А что западнические убеждения Белинского ни на волос не ослабили в нем его понимания, его чутья всего русского, не изменили той русской струи, которая била во всем его существе, – тому доказательством служит каждая его статья [14]. Да, он чувствовал русскую суть как никто. Не признавая наших лжеклассических, лженародных авторитетов, ниспровергая их, он в то же время тоньше всех и вернее всех умел оценить и дать уразуметь другим то, что было действительно самобытного, оригинального в произведениях нашей литературы. Ни у кого ухо не было более чутко; никто не ощущал более живо гармонию и красоту нашего языка; поэтический эпитет, изящный оборот речи поражали его мгновенно, и слушать его простое, несколько однообразное, но горячее и правдивое чтение какого-нибудь пушкинского стихотворения или лермонтовского «Мцыри» было истинным наслаждением.
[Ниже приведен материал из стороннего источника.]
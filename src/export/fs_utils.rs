// src/export/fs_utils.rs

use crate::errors::{AppError, AppResult};
use crate::ui::messages::{info, warning};
use std::io::{self, Write};
use std::path::Path;

/// Check whether a file may be created or overwritten.
///
/// - file does not exist → Ok
/// - file exists and `force` → Ok
/// - file exists without `force` → ask the user.
pub(crate) fn ensure_writable(path: &Path, force: bool) -> AppResult<()> {
    if !path.exists() || force {
        return Ok(());
    }

    warning(format!("The file '{}' already exists.", path.display()));

    print!("Overwrite? [y/N]: ");
    io::stdout().flush().ok();

    let mut answer = String::new();
    io::stdin().read_line(&mut answer)?;
    let ans = answer.trim().to_ascii_lowercase();

    if ans == "y" || ans == "yes" {
        info("Existing file will be overwritten.");
        Ok(())
    } else {
        Err(AppError::Export(
            "export cancelled: existing file not overwritten".into(),
        ))
    }
}
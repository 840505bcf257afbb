use serde::{Serialize, Serializer};
use std::fmt;

/// Activity type of an entry. The well-known kinds are matched
/// case-insensitively; anything else is kept verbatim.
#[derive(Debug, Clone, PartialEq, Eq, Hash)]
pub enum Category {
    Paper,
    Conference,
    Project,
    Course,
    Other,
    Custom(String),
}

impl Category {
    /// Parse user input. Blank input is rejected.
    pub fn parse(s: &str) -> Option<Self> {
        let trimmed = s.trim();
        if trimmed.is_empty() {
            return None;
        }

        let known = match trimmed.to_lowercase().as_str() {
            "paper" => Some(Category::Paper),
            "conference" => Some(Category::Conference),
            "project" => Some(Category::Project),
            "course" => Some(Category::Course),
            "other" => Some(Category::Other),
            _ => None,
        };

        Some(known.unwrap_or_else(|| Category::Custom(trimmed.to_string())))
    }

    pub fn as_str(&self) -> &str {
        match self {
            Category::Paper => "Paper",
            Category::Conference => "Conference",
            Category::Project => "Project",
            Category::Course => "Course",
            Category::Other => "Other",
            Category::Custom(s) => s,
        }
    }

    /// Convert enum → DB string
    pub fn to_db_str(&self) -> &str {
        self.as_str()
    }

    /// Convert DB string → enum. Stored values are never blank, but old rows
    /// may be; those read back as `Other`.
    pub fn from_db_str(s: &str) -> Self {
        Category::parse(s).unwrap_or(Category::Other)
    }

    pub fn is_custom(&self) -> bool {
        matches!(self, Category::Custom(_))
    }
}

impl fmt::Display for Category {
    fn fmt(&self, f: &mut fmt::Formatter<'_>) -> fmt::Result {
        f.write_str(self.as_str())
    }
}

impl Serialize for Category {
    fn serialize<S: Serializer>(&self, serializer: S) -> Result<S::Ok, S::Error> {
        serializer.serialize_str(self.as_str())
    }
}
mod common;
use common::{cli, init_db_with_data, setup_test_dir};
use predicates::prelude::PredicateBooleanExt;
use predicates::str::contains;
use std::fs;

#[test]
fn test_export_csv_all() {
    let dir = setup_test_dir("export_csv_all");
    init_db_with_data(&dir);

    let out = dir.join("all.csv");
    cli(&dir)
        .args(["export", "--format", "csv", "--file"])
        .arg(&out)
        .assert()
        .success()
        .stdout(contains("CSV export completed"));

    let mut rdr = csv::Reader::from_path(&out).expect("open exported csv");
    let headers = rdr.headers().expect("headers").clone();
    assert_eq!(
        headers.iter().collect::<Vec<_>>(),
        vec![
            "Entry Date",
            "Start Date",
            "End Date",
            "Activity Name",
            "Activity Type",
            "Description",
            "CPD Points",
            "Photo"
        ]
    );

    let rows: Vec<csv::StringRecord> = rdr.records().map(|r| r.expect("row")).collect();
    assert_eq!(rows.len(), 2);
    // Newest activity first
    assert_eq!(&rows[0][1], "2025-10-15");
    assert_eq!(&rows[0][3], "Paper review");
    assert_eq!(&rows[1][4], "Conference");
    assert_eq!(&rows[1][6], "8");
}

#[test]
fn test_export_json_range() {
    let dir = setup_test_dir("export_json_range");
    init_db_with_data(&dir);

    let out = dir.join("sept.json");
    cli(&dir)
        .args(["export", "--format", "json", "--range", "2025-09", "--file"])
        .arg(&out)
        .assert()
        .success();

    let content = fs::read_to_string(&out).expect("read exported json");
    let rows: serde_json::Value = serde_json::from_str(&content).expect("valid json");
    let rows = rows.as_array().expect("array");
    assert_eq!(rows.len(), 1);
    assert_eq!(rows[0]["name"], "RustConf");
    assert_eq!(rows[0]["category"], "Conference");
    assert_eq!(rows[0]["points"], 8);
}

#[test]
fn test_export_custom_range_spans_months() {
    let dir = setup_test_dir("export_custom_range");
    init_db_with_data(&dir);

    let out = dir.join("span.json");
    cli(&dir)
        .args([
            "export",
            "--format",
            "json",
            "--range",
            "2025-09:2025-10",
            "--file",
        ])
        .arg(&out)
        .assert()
        .success();

    let rows: serde_json::Value =
        serde_json::from_str(&fs::read_to_string(&out).expect("read")).expect("json");
    assert_eq!(rows.as_array().expect("array").len(), 2);
}

#[test]
fn test_export_default_path_in_exports_dir() {
    let dir = setup_test_dir("export_default_path");
    init_db_with_data(&dir);

    cli(&dir)
        .args(["export", "--format", "json"])
        .assert()
        .success();

    let exported: Vec<String> = fs::read_dir(dir.join("exports"))
        .expect("exports dir")
        .map(|e| e.expect("entry").file_name().to_string_lossy().to_string())
        .collect();
    assert_eq!(exported.len(), 1, "{exported:?}");
    assert!(exported[0].starts_with("cpd_export_") && exported[0].ends_with(".json"));
}

#[test]
fn test_export_without_entries_writes_nothing() {
    let dir = setup_test_dir("export_empty");
    cli(&dir).args(["--test", "init"]).assert().success();

    let out = dir.join("empty.csv");
    cli(&dir)
        .args(["export", "--file"])
        .arg(&out)
        .assert()
        .success()
        .stdout(contains("No entries found to export"));

    assert!(!out.exists());
}

#[test]
fn test_export_existing_file_needs_force() {
    let dir = setup_test_dir("export_force");
    init_db_with_data(&dir);

    let out = dir.join("taken.csv");
    fs::write(&out, "old content").expect("pre-existing file");

    cli(&dir)
        .args(["export", "--file"])
        .arg(&out)
        .write_stdin("n\n")
        .assert()
        .failure()
        .stderr(contains("cancelled"));
    assert_eq!(fs::read_to_string(&out).expect("read"), "old content");

    cli(&dir)
        .args(["export", "--force", "--file"])
        .arg(&out)
        .assert()
        .success();
    assert!(
        fs::read_to_string(&out)
            .expect("read")
            .contains("RustConf")
    );
}

#[test]
fn test_export_rejects_bad_range() {
    let dir = setup_test_dir("export_bad_range");
    init_db_with_data(&dir);

    cli(&dir)
        .args(["export", "--range", "2025-9"])
        .assert()
        .failure()
        .stderr(contains("Invalid date").or(contains("range")));
}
Прозу, особенно любимого своего Гоголя, он читал хуже, да и голос его скоро ослабевал.
* * *
Еще одно замечательное качество Белинского как критика состояло в том, что он был всегда, как говорят англичане, «in earnest»; [15]он не шутил ни с предметом своих разысканий, ни с читателем, ни с самим собою; а позднейшее, столь распространенное глумление он бы отвергнул, как недостойное легкомыслие или трусость. Известно, что глумящийся человек часто сам хорошенько не дает себе отчета, над чем он трунит и иронизирует; во всяком случае, он может воспользоваться этими ширмочками, чтобы скрыть за ними шаткость и неясность собственных убеждений. Человек свистит, хохочет… Поди угадывай, разумей его речь, куда он ее гнет? Быть может, он смеется над тем, что точно достойно смеха, а быть может, и над собственным смехом «зубы скалит» {26}. Мне скажут, что бывают времена, когда можно только намекать на истину, и что смеющимся устам легче высказывать ее… Да разве Белинский жил в такое время, когда можно было все высказывать начистоту? И, однако же, не прибегал он к глумлению, к «излюбленному» свистанию, к зубоскальству. Сочувственный смех, возбуждаемый в известной части публики тем «свистанием», недалеко ушел от того смеха, которым встречались безнравственные выходки Сенковского… И здесь и там выпячивалась та же склонность к грубой потехе, к гаерству, – склонность, к сожаленью, свойственная русскому человеку, и которую не следовало бы поблажать. Хохот невежества почти так же противен – так же и вреден – как его злоба. Впрочем, Белинский сам про себя говорил, что он шутить не мастер, ирония его была очень веска и неповоротлива; она тотчас становилась сарказмом, била не в бровь, а в глаз. И в разговоре, так же как и с пером в руке, он не блистал остроумием, не обладал тем, что французы называют esprit, не ослеплял игрою искусной диалектики; но в нем жила та неотразимая мощь, которая дается честной и непреклонной мысли, и выражалась она своеобразно и в конце концов увлекательно. При совершенном отсутствии того, что обыкновенно величают элоквенцией, при явной неспособности и неохоте к «уснащиванию», к фразе – Белинский был одним из красноречивейших русских людей, если принимать слово «красноречие» в смысле силы убеждения, той силы, которую, например, афиняне признавали в Перикле, говоря, что каждая речь его оставляла жало в душе каждого слушателя.
* * *
Белинский, как известно, не был поклонником принципа – искусство для искусства; да оно и не могло быть иначе по всему складу его образа мыслей. Помню я, с какой комической яростью он однажды при мне напал на – отсутствующего, разумеется, – Пушкина за его два стиха в «Поэт и чернь»: {27}
Печной горшок тебе дороже:
Ты пищу в нем себе варишь!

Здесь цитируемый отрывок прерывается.